For Republican­s eager to regain the Senate majority this year, Ohio offers a prime opportunit­y to pick up a critical seat.

But ahead of Tuesday’s primary election, there’s mounting anxiety inside the GOP that Bernie Moreno may emerge with the nomination. After vaulting into the top tier of contenders with a coveted endorsemen­t from Donald Trump, Moreno — who has shifted from a public supporter of LGBTQ rights to a hardline opponent — is confrontin­g questions about the existence of a 2008 profile seeking “Men for 1-on-1 sex” on a casual sexual encounters website called Adult Friend Finder.

“Hi, looking for young guys to have fun with while traveling,” reads a caption on a photo-less profile under the username “nardo19672,” according to an Associated Press review of records made public through a massive and well-publicized data breach of the website. Records also show the profile was last accessed about six hours after it was created.

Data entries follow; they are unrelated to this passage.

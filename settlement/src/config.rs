//! Settlement Engine configuration.

/// Settlement Engine configuration.
#[derive(Debug, Clone)]
pub struct SettlementConfig {
    /// Prefix of generated certificate codes.
    pub certificate_prefix: String,
    /// Upper bound on tokens in a single order. `None` means unlimited.
    pub max_tokens_per_order: Option<i64>,
    /// Ledger Store connection string.
    pub database_url: String,
    /// Ledger Store pool size.
    pub max_connections: u32,
}

impl Default for SettlementConfig {
    fn default() -> Self {
        Self {
            certificate_prefix: "CERT".to_string(),
            max_tokens_per_order: None,
            database_url: "postgres://localhost/propledger".to_string(),
            max_connections: 10,
        }
    }
}

impl SettlementConfig {
    /// Load configuration from environment variables.
    pub fn from_env() -> Self {
        let mut config = Self::default();

        if let Ok(prefix) = std::env::var("CERTIFICATE_PREFIX") {
            config.certificate_prefix = prefix;
        }

        if let Ok(max) = std::env::var("MAX_TOKENS_PER_ORDER") {
            if let Ok(max) = max.parse() {
                config.max_tokens_per_order = Some(max);
            }
        }

        if let Ok(url) = std::env::var("DATABASE_URL") {
            config.database_url = url;
        }

        if let Ok(size) = std::env::var("DATABASE_MAX_CONNECTIONS") {
            if let Ok(size) = size.parse() {
                config.max_connections = size;
            }
        }

        config
    }

    /// Validate configuration.
    pub fn validate(&self) -> Result<(), String> {
        if self.certificate_prefix.is_empty() {
            return Err("Certificate prefix cannot be empty".to_string());
        }

        if !self
            .certificate_prefix
            .chars()
            .all(|c| c.is_ascii_uppercase() || c.is_ascii_digit())
        {
            return Err(format!(
                "Certificate prefix must be uppercase alphanumeric: {}",
                self.certificate_prefix
            ));
        }

        if let Some(max) = self.max_tokens_per_order {
            if max <= 0 {
                return Err("Max tokens per order must be positive".to_string());
            }
        }

        if self.database_url.is_empty() {
            return Err("Database URL cannot be empty".to_string());
        }

        if self.max_connections == 0 {
            return Err("Database pool size cannot be 0".to_string());
        }

        Ok(())
    }
}
#[async_trait]
impl LedgerStore for MemoryLedgerStore {
    async fn begin(&self) -> Result<Box<dyn LedgerTransaction>> {
        let guard = self.state.clone().lock_owned().await;
        let working = guard.clone();
        Ok(Box::new(MemoryTransaction { guard, working }))
    }

    async fn create_user(&self, user: &User) -> Result<()> {
        let mut state = self.state.lock().await;
        if state.users.contains_key(&user.id) {
            return Err(EstateError::Conflict(format!("user {} already exists", user.id)));
        }
        state.users.insert(user.id, user.clone());
        Ok(())
    }

    async fn create_property(&self, property: &Property) -> Result<()> {
        let mut state = self.state.lock().await;
        if state.properties.contains_key(&property.id) {
            return Err(EstateError::Conflict(format!(
                "property {} already exists",
                property.id
            )));
        }
        state.properties.insert(property.id, property.clone());
        Ok(())
    }

    async fn create_order(&self, order: &Order) -> Result<()> {
        let mut state = self.state.lock().await;
        if !state.properties.contains_key(&order.property_id) {
            return Err(EstateError::not_found(EntityKind::Property, order.property_id));
        }
        state.orders.insert(order.id, order.clone());
        Ok(())
    }

    async fn find_property_by_id(&self, id: PropertyId) -> Result<Option<Property>> {
        Ok(self.state.lock().await.properties.get(&id).cloned())
    }

    async fn find_user_by_id(&self, id: UserId) -> Result<Option<User>> {
        Ok(self.state.lock().await.users.get(&id).cloned())
    }

    async fn find_order_by_id(&self, id: OrderId) -> Result<Option<Order>> {
        Ok(self.state.lock().await.orders.get(&id).cloned())
    }

    async fn find_wallet(&self, user_id: UserId) -> Result<Option<Wallet>> {
        Ok(self.state.lock().await.wallets.get(&user_id).cloned())
    }

    async fn find_holding(&self, user_id: UserId, property_id: PropertyId) -> Result<Option<Holding>> {
        Ok(self
            .state
            .lock()
            .await
            .holdings
            .get(&(user_id, property_id))
            .cloned())
    }

    async fn holdings_for_property(&self, property_id: PropertyId) -> Result<Vec<Holding>> {
        let state = self.state.lock().await;
        let mut holdings: Vec<Holding> = state
            .holdings
            .values()
            .filter(|h| h.property_id == property_id)
            .cloned()
            .collect();
        holdings.sort_by_key(|h| h.user_id);
        Ok(holdings)
    }

    async fn find_certificate_by_order(&self, order_id: OrderId) -> Result<Option<Certificate>> {
        Ok(self
            .state
            .lock()
            .await
            .certificates
            .values()
            .find(|c| c.order_id == order_id)
            .cloned())
    }

    async fn transactions_for_user(&self, user_id: UserId) -> Result<Vec<Transaction>> {
        Ok(self
            .state
            .lock()
            .await
            .transactions
            .iter()
            .filter(|t| t.user_id == user_id)
            .cloned()
            .collect())
    }

    async fn append_transaction(&self, transaction: &Transaction) -> Result<()> {
        self.state.lock().await.append_transaction(transaction)
    }

    async fn list_approved_untokenized_properties(&self) -> Result<Vec<Property>> {
        let state = self.state.lock().await;
        let mut properties: Vec<Property> = state
            .properties
            .values()
            .filter(|p| p.status == PropertyStatus::Approved && p.ledger_tx_id.is_none())
            .cloned()
            .collect();
        properties.sort_by_key(|p| p.id);
        Ok(properties)
    }

    async fn list_issued_orders_missing_ledger_tx(&self) -> Result<Vec<Order>> {
        let state = self.state.lock().await;
        let mut orders: Vec<Order> = state
            .orders
            .values()
            .filter(|o| o.status == OrderStatus::Issued)
            .filter(|o| !state.transactions.iter().any(|t| t.is_synced_mint_for(o.id)))
            .cloned()
            .collect();
        orders.sort_by_key(|o| o.id);
        Ok(orders)
    }

    async fn list_minted_orders_missing_stamp(&self) -> Result<Vec<(Order, LedgerTxId)>> {
        let state = self.state.lock().await;
        let mut minted: Vec<(Order, LedgerTxId)> = state
            .orders
            .values()
            .filter(|o| o.status == OrderStatus::Issued)
            .filter(|o| {
                o.ledger_tx_id.is_none()
                    || state
                        .certificates
                        .values()
                        .any(|c| c.order_id == o.id && c.ledger_tx_id.is_none())
            })
            .filter_map(|o| {
                state
                    .transactions
                    .iter()
                    .find(|t| t.is_synced_mint_for(o.id))
                    .and_then(|t| t.ledger_tx_id.clone())
                    .map(|tx_id| (o.clone(), tx_id))
            })
            .collect();
        minted.sort_by_key(|(o, _)| o.id);
        Ok(minted)
    }

    async fn list_issued_certificates_missing_ledger_tx(&self) -> Result<Vec<Certificate>> {
        let state = self.state.lock().await;
        let mut certificates: Vec<Certificate> = state
            .certificates
            .values()
            .filter(|c| c.ledger_tx_id.is_none())
            .cloned()
            .collect();
        certificates.sort_by_key(|c| c.id);
        Ok(certificates)
    }

    async fn append_onchain_event(&self, event: &OnChainEvent) -> Result<bool> {
        let mut state = self.state.lock().await;
        if state.onchain_events.iter().any(|e| e.tx_id == event.tx_id) {
            debug!(tx_id = %event.tx_id, "On-chain event already recorded");
            return Ok(false);
        }
        state.onchain_events.push(event.clone());
        Ok(true)
    }

    async fn find_onchain_event(
        &self,
        entity_kind: EntityKind,
        entity_id: &str,
        function: &str,
    ) -> Result<Option<OnChainEvent>> {
        Ok(self
            .state
            .lock()
            .await
            .onchain_events
            .iter()
            .rev()
            .find(|e| e.records(entity_kind, entity_id, function))
            .cloned())
    }

    async fn list_onchain_events(&self) -> Result<Vec<OnChainEvent>> {
        Ok(self.state.lock().await.onchain_events.clone())
    }

    async fn set_property_ledger_tx(&self, id: PropertyId, tx_id: &LedgerTxId) -> Result<()> {
        let mut state = self.state.lock().await;
        let property = state
            .properties
            .get_mut(&id)
            .ok_or_else(|| EstateError::not_found(EntityKind::Property, id))?;
        property.ledger_tx_id = Some(tx_id.clone());
        property.updated_at = Utc::now();
        Ok(())
    }

    async fn set_order_ledger_tx(&self, id: OrderId, tx_id: &LedgerTxId) -> Result<()> {
        let mut state = self.state.lock().await;
        let order = state
            .orders
            .get_mut(&id)
            .ok_or_else(|| EstateError::not_found(EntityKind::Order, id))?;
        order.ledger_tx_id = Some(tx_id.clone());
        order.updated_at = Utc::now();
        Ok(())
    }

    async fn set_certificate_ledger_tx(&self, id: CertificateId, tx_id: &LedgerTxId) -> Result<()> {
        let mut state = self.state.lock().await;
        let certificate = state
            .certificates
            .get_mut(&id)
            .ok_or_else(|| EstateError::not_found(EntityKind::Certificate, id))?;
        certificate.ledger_tx_id = Some(tx_id.clone());
        Ok(())
    }

    async fn set_certificates_ledger_tx_for_order(
        &self,
        order_id: OrderId,
        tx_id: &LedgerTxId,
    ) -> Result<u64> {
        let mut state = self.state.lock().await;
        let mut updated = 0;
        for certificate in state.certificates.values_mut() {
            if certificate.order_id == order_id && certificate.ledger_tx_id.is_none() {
                certificate.ledger_tx_id = Some(tx_id.clone());
                updated += 1;
            }
        }
        Ok(updated)
    }
}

The AP review confirmed that someone with access to Moreno’s email account created the profile, though the AP could not definitive­ly confirm whether it was created by Moreno himself. Questions about the profile have circulated in GOP circles for the past month. On Thursday evening, two days after the AP first asked Moreno’s campaign about the account, the candidate’s lawyer said a former intern created the account as a prank. The lawyer provided a statement from the intern, Dan Ricci, who said he created the account as “part of a juvenile prank.”

“I am thoroughly embarrasse­d by an aborted prank I pulled on my friend, and former boss, Bernie Moreno, nearly two decades ago,” Ricci said. The AP couldn’t independen­tly confirm Ricci’s statement and he didn’t immediatel­y respond to messages left for him on multiple phone numbers listed to him. He donated $6,599 to Moreno’s campaign last year, according to campaign finance records.

Moreno’s lawyer, Charles Harder, insisted Moreno “had nothing to do with the AFF account.”

Once a premier swing state, Ohio has moved sharply to the right in recent years. Trump easily won the state in 2016 and 2020 and the GOP controls top statewide offices along with both chambers of the legislatur­e. That has raised hopes among Republican­s that Democratic Sen. Sherrod Brown won’t be able to overcome the headwinds that have largely swept his party out of power in Ohio.